Seperti diketahui, beberapa waktu lalu Pertamina menaikkan harga Pertamax dari Rp9.000 ke Rp12.500 per liter. Walau naik signifikan, harga tersebut masih di bawah harga keekonomian Rp16.000 per liter.
Nicke mengungkapkan, akibat lonjakan harga minyak mentah atau crude palm oil (CPO) dunia menjadi sebab utama naiknya harga Bahan Bakar Minyak (BBM) di sejumlah negara, termasuk Indonesia.
Nicke menyebut 92 persen dari ongkos produksi BBM adalah harga crude. Akibatnya, kenaikan CPO berdampak signifikan terhadap biaya produksi BBM.
"Hari ini yang membuat BBM itu mahal karena 92 persen dari ongkos BBM adalah harga crude. Harga crude meningkatnya luar biasa," ungkap Nicke dikutip Jumat, (8/4/2022).
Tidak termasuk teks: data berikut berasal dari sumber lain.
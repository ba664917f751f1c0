//! Append-only history of archived periods, newest first.

use crate::model::record::BiweeklyRecord;

#[derive(Debug, Clone, Default, PartialEq, Eq)]
pub struct HistoryLog {
    records: Vec<BiweeklyRecord>,
}

impl HistoryLog {
    pub fn new() -> Self {
        Self::default()
    }

    /// Restores a log from records already ordered newest first.
    pub fn from_newest_first(records: Vec<BiweeklyRecord>) -> Self {
        Self { records }
    }

    pub fn len(&self) -> usize {
        self.records.len()
    }

    pub fn is_empty(&self) -> bool {
        self.records.is_empty()
    }

    /// Most recently archived period.
    pub fn latest(&self) -> Option<&BiweeklyRecord> {
        self.records.first()
    }

    /// Record at `index`, where 0 is the newest.
    pub fn get(&self, index: usize) -> Option<&BiweeklyRecord> {
        self.records.get(index)
    }

    pub fn iter(&self) -> impl Iterator<Item = &BiweeklyRecord> {
        self.records.iter()
    }

    pub(crate) fn prepend(&mut self, record: BiweeklyRecord) -> &BiweeklyRecord {
        self.records.insert(0, record);
        &self.records[0]
    }
}
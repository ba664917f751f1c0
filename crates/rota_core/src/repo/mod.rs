//! Repository layer abstractions and persistence implementations.
//!
//! # Responsibility
//! - Define the storage contract the rotation service commits through.
//! - Isolate SQLite query details from the state machine.
//!
//! # Invariants
//! - Repository APIs surface transport and decoding failures as `RepoError`;
//!   nothing is silently dropped.

pub mod rotation_repo;
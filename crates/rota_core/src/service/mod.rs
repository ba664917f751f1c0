//! Core use-case services.
//!
//! # Responsibility
//! - Put durable storage in front of the in-memory rotation session.
//! - Serve the role-scoped house directory from an external source.

pub mod house_service;
pub mod rotation_service;
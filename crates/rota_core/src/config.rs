//! Initial roster configuration.
//!
//! # Responsibility
//! - Load `{key, title, people}` category definitions from JSON.
//! - Provide the built-in seed roster used when no file is given.
//!
//! # Invariants
//! - A successfully built roster satisfies every `Roster` invariant.
//! - Category order in the file is the roster iteration order.

use crate::model::category::CategoryKey;
use crate::model::person::{Person, PersonId};
use crate::rotation::ledger::LedgerPolicy;
use crate::rotation::roster::{Roster, RosterError};
use serde::{Deserialize, Serialize};
use std::error::Error;
use std::fmt::{Display, Formatter};
use std::path::Path;

#[derive(Debug)]
pub enum ConfigError {
    Io(std::io::Error),
    Parse(serde_json::Error),
    Invalid(RosterError),
}

impl Display for ConfigError {
    fn fmt(&self, f: &mut Formatter<'_>) -> std::fmt::Result {
        match self {
            Self::Io(err) => write!(f, "failed to read roster config: {err}"),
            Self::Parse(err) => write!(f, "failed to parse roster config: {err}"),
            Self::Invalid(err) => write!(f, "invalid roster config: {err}"),
        }
    }
}

impl Error for ConfigError {
    fn source(&self) -> Option<&(dyn Error + 'static)> {
        match self {
            Self::Io(err) => Some(err),
            Self::Parse(err) => Some(err),
            Self::Invalid(err) => Some(err),
        }
    }
}

impl From<RosterError> for ConfigError {
    fn from(value: RosterError) -> Self {
        Self::Invalid(value)
    }
}

#[derive(Debug, Clone, PartialEq, Eq, Serialize, Deserialize)]
pub struct CategoryConfig {
    pub key: CategoryKey,
    pub title: String,
    #[serde(default)]
    pub people: Vec<Person>,
}

#[derive(Debug, Clone, PartialEq, Eq, Serialize, Deserialize)]
pub struct RotaConfig {
    pub categories: Vec<CategoryConfig>,
    #[serde(default)]
    pub ledger_policy: LedgerPolicy,
}

impl RotaConfig {
    pub fn from_json_str(source: &str) -> Result<Self, ConfigError> {
        let config: Self = serde_json::from_str(source).map_err(ConfigError::Parse)?;
        config.build_roster()?;
        Ok(config)
    }

    pub fn from_path(path: impl AsRef<Path>) -> Result<Self, ConfigError> {
        let source = std::fs::read_to_string(path).map_err(ConfigError::Io)?;
        Self::from_json_str(&source)
    }

    /// Builds a fresh roster in configuration order.
    pub fn build_roster(&self) -> Result<Roster, RosterError> {
        let mut roster = Roster::new();
        for category in &self.categories {
            roster.insert_category(
                category.key.clone(),
                category.title.clone(),
                category.people.clone(),
            )?;
        }
        Ok(roster)
    }

    /// Built-in eight-category roster.
    pub fn seed() -> Self {
        let categories = SEED_ROSTER
            .iter()
            .filter_map(|(key, title, people)| {
                let key = CategoryKey::parse(key).ok()?;
                let people = people
                    .iter()
                    .filter_map(|(id, first, last, phone)| {
                        Person::new(PersonId::new(*id), *first, *last, *phone).ok()
                    })
                    .collect();
                Some(CategoryConfig {
                    key,
                    title: (*title).to_string(),
                    people,
                })
            })
            .collect();

        Self {
            categories,
            ledger_policy: LedgerPolicy::default(),
        }
    }
}

type SeedPerson = (&'static str, &'static str, &'static str, &'static str);

const SEED_ROSTER: &[(&str, &str, &[SeedPerson])] = &[
    (
        "fullTimeStaff",
        "Full Time Staff",
        &[
            ("ft1", "John", "Smith", "(123) 555-0101"),
            ("ft2", "Sarah", "Johnson", "(123) 555-0102"),
            ("ft3", "Michael", "Brown", "(123) 555-0103"),
            ("ft4", "Emily", "Davis", "(123) 555-0104"),
            ("ft5", "James", "Wilson", "(123) 555-0105"),
        ],
    ),
    (
        "partTimeStaff",
        "Part Time Staff",
        &[
            ("pt1", "Emma", "Taylor", "(123) 555-0201"),
            ("pt2", "Daniel", "Anderson", "(123) 555-0202"),
            ("pt3", "Sophia", "Martinez", "(123) 555-0203"),
            ("pt4", "Oliver", "Thompson", "(123) 555-0204"),
            ("pt5", "Ava", "White", "(123) 555-0205"),
        ],
    ),
    (
        "category1",
        "Part Time RS",
        &[
            ("1", "Alice", "Johnson", "(123) 456-7890"),
            ("2", "Bob", "Smith", "(234) 567-8901"),
            ("3", "Charlie", "Brown", "(345) 678-9012"),
            ("4", "David", "Williams", "(456) 789-0123"),
            ("5", "Eve", "Davis", "(567) 890-1234"),
        ],
    ),
    (
        "category2",
        "Overnight Staff from Home",
        &[
            ("6", "Frank", "Miller", "(678) 901-2345"),
            ("7", "Grace", "Wilson", "(789) 012-3456"),
            ("8", "Helen", "Moore", "(890) 123-4567"),
            ("9", "Ivan", "Taylor", "(901) 234-5678"),
            ("10", "Judy", "Anderson", "(012) 345-6789"),
        ],
    ),
    (
        "category3",
        "Other Unionized Staff",
        &[
            ("11", "Kevin", "Lee", "(123) 987-6543"),
            ("12", "Laura", "King", "(234) 876-5432"),
            ("13", "Megan", "Scott", "(345) 765-4321"),
            ("14", "Nina", "Young", "(456) 654-3210"),
            ("15", "Oscar", "Harris", "(567) 543-2109"),
        ],
    ),
    (
        "category4",
        "Casual Staff",
        &[
            ("16", "Paul", "Garcia", "(678) 432-1098"),
            ("17", "Quincy", "Martinez", "(789) 321-0987"),
            ("18", "Rita", "Lopez", "(890) 210-9876"),
            ("19", "Sam", "Gonzalez", "(901) 109-8765"),
            ("20", "Tina", "Perez", "(012) 098-7654"),
        ],
    ),
    (
        "category5",
        "RS with Approved Overtime",
        &[
            ("21", "Uma", "Singh", "(123) 765-4321"),
            ("22", "Vera", "Patel", "(234) 654-3210"),
            ("23", "Will", "Chen", "(345) 543-2109"),
            ("24", "Xander", "Zhang", "(456) 432-1098"),
            ("25", "Yara", "Kim", "(567) 321-0987"),
        ],
    ),
    (
        "category6",
        "Other Unionized Staff with Approved Overtime",
        &[
            ("26", "Lisa", "Johnson", "(123) 476-7891"),
            ("27", "Richard", "Smith", "(234) 123-8901"),
            ("28", "Charles", "Pink", "(345) 699-9012"),
            ("29", "Joseph", "Willias", "(456) 123-0123"),
            ("30", "Evie", "Davis", "(567) 890-4321"),
        ],
    ),
];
Pada tahun lalu, harga CPO hanya di kisaran USD60 per barel, namun naik hingga USD118 per barel di 2022. Sementara, asumsi harga CPO Pertamina yang ditetapkan dalam Anggaran Pendapatan Belanja Negara (APBN) hanya sebesar USD63.
Nicke mengklaim harga Bahan Bakar Minyak di Indonesia termasuk yang termurah di dunia. Hal ini karena pemerintah memberikan subsidi 'jumbo' untuk berbagai jenis BBM, padahal harga minyak sedang tinggi-tingginya.
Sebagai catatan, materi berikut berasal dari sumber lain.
//! In-memory rotation state machine.
//!
//! # Responsibility
//! - Roster store, call-out ledger, period archiver and history log.
//! - `RotationSession` ties them together behind one owner.
//!
//! # Invariants
//! - State is owned by exactly one session; there are no globals.
//! - Archived records never share containers with live state.

pub mod archiver;
pub mod history;
pub mod ledger;
pub mod roster;
pub mod session;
"Harga Solar per liternya Rp7.800, subsidinya. Pertalite itu Rp4.000 - Rp4.500," kata dia
Lalu, untuk Pertamax yang harganya seharusnya mengikuti harga keekonomian ikut disubsidi pemerintah sebesar Rp3.500 per liter. Harga Pertamax memang naik jadi Rp12.500 per liter, namun bukan hanya Pertamina yang menaikkan harga tersebut.
"Jadi ini kenaikan bukan di Indonesia saja, tapi di seluruh dunia, BBM di Indonesia termasuk termurah di dunia, makanya pemerintah subsidi luar biasa besar," tutup Nicke.